▶ GIVEN INFORMATION:

//! Boundary value codec
//!
//! Values cross the host boundary as self-describing tagged JSON. Plain
//! scalars and arrays map directly; everything else uses a single-key
//! `$tag` object. Encoding is total: internal values with no stable wire
//! form (futures, anything display-only) encode as `$repr`, which decodes
//! to the display-only [`Value::Repr`] marker and is rejected as a
//! program input.

use num_bigint::BigInt;
use serde_json::{json, Map, Value as JsonValue};
use thiserror::Error;

use crate::value::{ExcKind, ExceptionValue, TraceFrame, Value};

const TUPLE_TAG: &str = "$tuple";
const BYTES_TAG: &str = "$bytes";
const SET_TAG: &str = "$set";
const DICT_TAG: &str = "$dict";
const BIGINT_TAG: &str = "$bigint";
const PATH_TAG: &str = "$path";
const RECORD_TAG: &str = "$record";
const EXCEPTION_TAG: &str = "$exception";
const REPR_TAG: &str = "$repr";

/// A JSON document did not describe a value.
#[derive(Debug, Clone, PartialEq, Eq, Error)]
#[error("{0}")]
pub struct DecodeError(pub String);

fn bad(message: impl Into<String>) -> DecodeError {
    DecodeError(message.into())
}

/* ===================== Encoding ===================== */

/// Encode a value into its tagged JSON form.
pub fn encode_value(value: &Value) -> JsonValue {
    match value {
        Value::Null => JsonValue::Null,
        Value::Bool(b) => JsonValue::Bool(*b),
        Value::Int(i) => json!(i),
        Value::BigInt(b) => tagged(BIGINT_TAG, JsonValue::String(b.to_string())),
        Value::Float(f) => {
            if f.is_finite() {
                json!(f)
            } else {
                // JSON has no nan/inf; fall back to display-only.
                tagged(REPR_TAG, JsonValue::String(value.repr()))
            }
        }
        Value::Str(s) => JsonValue::String(s.clone()),
        Value::Bytes(bytes) => tagged(
            BYTES_TAG,
            JsonValue::Array(bytes.iter().map(|b| json!(b)).collect()),
        ),
        Value::List(items) => JsonValue::Array(items.iter().map(encode_value).collect()),
        Value::Tuple(items) => tagged(
            TUPLE_TAG,
            JsonValue::Array(items.iter().map(encode_value).collect()),
        ),
        Value::Set(items) => tagged(
            SET_TAG,
            JsonValue::Array(items.iter().map(encode_value).collect()),
        ),
        Value::Dict(pairs) => tagged(
            DICT_TAG,
            JsonValue::Array(
                pairs
                    .iter()
                    .map(|(k, v)| JsonValue::Array(vec![encode_value(k), encode_value(v)]))
                    .collect(),
            ),
        ),
        Value::Exception(exc) => {
            let mut inner = Map::new();
            inner.insert("type".into(), JsonValue::String(exc.kind.to_string()));
            inner.insert("message".into(), JsonValue::String(exc.message.clone()));
            inner.insert(
                "trace".into(),
                JsonValue::Array(
                    exc.trace
                        .iter()
                        .map(|frame| {
                            json!({
                                "function": frame.function,
                                "line": frame.line,
                            })
                        })
                        .collect(),
                ),
            );
            tagged(EXCEPTION_TAG, JsonValue::Object(inner))
        }
        Value::Path(p) => tagged(PATH_TAG, JsonValue::String(p.clone())),
        Value::Record { name, fields } => {
            let mut inner = Map::new();
            inner.insert("name".into(), JsonValue::String(name.clone()));
            inner.insert(
                "fields".into(),
                JsonValue::Array(
                    fields
                        .iter()
                        .map(|(k, v)| {
                            JsonValue::Array(vec![JsonValue::String(k.clone()), encode_value(v)])
                        })
                        .collect(),
                ),
            );
            tagged(RECORD_TAG, JsonValue::Object(inner))
        }
        Value::Repr(r) => tagged(REPR_TAG, JsonValue::String(r.clone())),
        Value::Future(_) => tagged(REPR_TAG, JsonValue::String(value.repr())),
    }
}

/// Encode a value as a JSON string.
pub fn value_to_string(value: &Value) -> String {
    encode_value(value).to_string()
}

/* ===================== Decoding ===================== */

/// Decode tagged JSON back into a value.
pub fn decode_value(json: JsonValue) -> Result<Value, DecodeError> {
    match json {
        JsonValue::Null => Ok(Value::Null),
        JsonValue::Bool(b) => Ok(Value::Bool(b)),
        JsonValue::Number(num) => {
            if let Some(i) = num.as_i64() {
                Ok(Value::Int(i))
            } else if let Some(u) = num.as_u64() {
                Ok(Value::BigInt(BigInt::from(u)))
            } else if let Some(f) = num.as_f64() {
                Ok(Value::Float(f))
            } else {
                Err(bad("invalid JSON number"))
            }
        }
        JsonValue::String(s) => Ok(Value::Str(s)),
        JsonValue::Array(items) => Ok(Value::List(decode_items(items)?)),
        JsonValue::Object(map) => decode_object(map),
    }
}

/// Decode a value from a JSON string.
pub fn value_from_str(json: &str) -> Result<Value, DecodeError> {
    let parsed: JsonValue =
        serde_json::from_str(json).map_err(|err| bad(err.to_string()))?;
    decode_value(parsed)
}

fn decode_object(mut map: Map<String, JsonValue>) -> Result<Value, DecodeError> {
    if let Some(items) = map.remove(TUPLE_TAG) {
        return Ok(Value::Tuple(decode_items(expect_array(items, TUPLE_TAG)?)?));
    }
    if let Some(items) = map.remove(SET_TAG) {
        let mut out: Vec<Value> = Vec::new();
        for item in decode_items(expect_array(items, SET_TAG)?)? {
            if !out.iter().any(|existing| existing.eq_value(&item)) {
                out.push(item);
            }
        }
        return Ok(Value::Set(out));
    }
    if let Some(items) = map.remove(BYTES_TAG) {
        let mut bytes = Vec::new();
        for item in expect_array(items, BYTES_TAG)? {
            let byte = item
                .as_u64()
                .filter(|b| *b <= u8::MAX as u64)
                .ok_or_else(|| bad("$bytes expects integers in 0..=255"))?;
            bytes.push(byte as u8);
        }
        return Ok(Value::Bytes(bytes));
    }
    if let Some(entries) = map.remove(DICT_TAG) {
        let mut pairs = Vec::new();
        for entry in expect_array(entries, DICT_TAG)? {
            match entry {
                JsonValue::Array(mut kv) if kv.len() == 2 => {
                    let value = decode_value(kv.pop().ok_or_else(|| bad("empty $dict entry"))?)?;
                    let key = decode_value(kv.pop().ok_or_else(|| bad("empty $dict entry"))?)?;
                    pairs.push((key, value));
                }
                _ => return Err(bad("$dict entries must be [key, value] pairs")),
            }
        }
        return Ok(Value::Dict(pairs));
    }
    if let Some(token) = map.remove(BIGINT_TAG) {
        let raw = token
            .as_str()
            .ok_or_else(|| bad("$bigint must be a string"))?;
        let parsed = raw
            .parse::<BigInt>()
            .map_err(|err| bad(format!("invalid bigint literal: {err}")))?;
        return Ok(Value::BigInt(parsed));
    }
    if let Some(path) = map.remove(PATH_TAG) {
        let raw = path.as_str().ok_or_else(|| bad("$path must be a string"))?;
        return Ok(Value::Path(raw.to_owned()));
    }
    if let Some(repr) = map.remove(REPR_TAG) {
        let raw = repr.as_str().ok_or_else(|| bad("$repr must be a string"))?;
        return Ok(Value::Repr(raw.to_owned()));
    }
    if let Some(raw) = map.remove(EXCEPTION_TAG) {
        return decode_exception(raw);
    }
    if let Some(raw) = map.remove(RECORD_TAG) {
        return decode_record(raw);
    }

    // No tag: a plain JSON object is a dict with string keys.
    let mut pairs = Vec::with_capacity(map.len());
    for (key, value) in map {
        pairs.push((Value::Str(key), decode_value(value)?));
    }
    Ok(Value::Dict(pairs))
}

fn decode_exception(raw: JsonValue) -> Result<Value, DecodeError> {
    let mut map = match raw {
        JsonValue::Object(m) => m,
        _ => return Err(bad("$exception must be an object")),
    };
    let kind_name = map
        .remove("type")
        .and_then(|v| v.as_str().map(str::to_owned))
        .ok_or_else(|| bad("$exception.type missing"))?;
    let kind = ExcKind::from_name(&kind_name)
        .ok_or_else(|| bad(format!("unknown exception type {kind_name:?}")))?;
    let message = map
        .remove("message")
        .and_then(|v| v.as_str().map(str::to_owned))
        .unwrap_or_default();
    let mut trace = Vec::new();
    if let Some(JsonValue::Array(frames)) = map.remove("trace") {
        for frame in frames {
            let function = frame
                .get("function")
                .and_then(JsonValue::as_str)
                .ok_or_else(|| bad("$exception trace frame missing function"))?
                .to_owned();
            let line = frame
                .get("line")
                .and_then(JsonValue::as_u64)
                .ok_or_else(|| bad("$exception trace frame missing line"))?;
            trace.push(TraceFrame {
                function,
                line: line as u32,
            });
        }
    }
    Ok(Value::Exception(Box::new(ExceptionValue {
        kind,
        message,
        trace,
    })))
}

fn decode_record(raw: JsonValue) -> Result<Value, DecodeError> {
    let map = match raw {
        JsonValue::Object(m) => m,
        _ => return Err(bad("$record must be an object")),
    };
    let name = map
        .get("name")
        .and_then(JsonValue::as_str)
        .ok_or_else(|| bad("$record.name missing"))?
        .to_owned();
    let raw_fields = map
        .get("fields")
        .and_then(JsonValue::as_array)
        .ok_or_else(|| bad("$record.fields missing"))?;
    let mut fields = Vec::with_capacity(raw_fields.len());
    for entry in raw_fields {
        match entry {
            JsonValue::Array(kv) if kv.len() == 2 => {
                let key = kv[0]
                    .as_str()
                    .ok_or_else(|| bad("$record field names must be strings"))?
                    .to_owned();
                fields.push((key, decode_value(kv[1].clone())?));
            }
            _ => return Err(bad("$record fields must be [name, value] pairs")),
        }
    }
    Ok(Value::Record { name, fields })
}

fn decode_items(items: Vec<JsonValue>) -> Result<Vec<Value>, DecodeError> {
    items.into_iter().map(decode_value).collect()
}

fn expect_array(value: JsonValue, tag: &str) -> Result<Vec<JsonValue>, DecodeError> {
    match value {
        JsonValue::Array(items) => Ok(items),
        _ => Err(bad(format!("{tag} must be an array"))),
    }
}

fn tagged(tag: &str, inner: JsonValue) -> JsonValue {
    let mut outer = Map::new();
    outer.insert(tag.to_owned(), inner);
    JsonValue::Object(outer)
}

▶ YOUR OBJECTIVE: In the listing above, find each line with the word "inner" and copy it.

▶ SOLUTION FOR THIS PROBLEM:
            let mut inner = Map::new();
            inner.insert("type".into(), JsonValue::String(exc.kind.to_string()));
            inner.insert("message".into(), JsonValue::String(exc.message.clone()));
            inner.insert(
            tagged(EXCEPTION_TAG, JsonValue::Object(inner))
            let mut inner = Map::new();
            inner.insert("name".into(), JsonValue::String(name.clone()));
            inner.insert(
            tagged(RECORD_TAG, JsonValue::Object(inner))
fn tagged(tag: &str, inner: JsonValue) -> JsonValue {
    outer.insert(tag.to_owned(), inner);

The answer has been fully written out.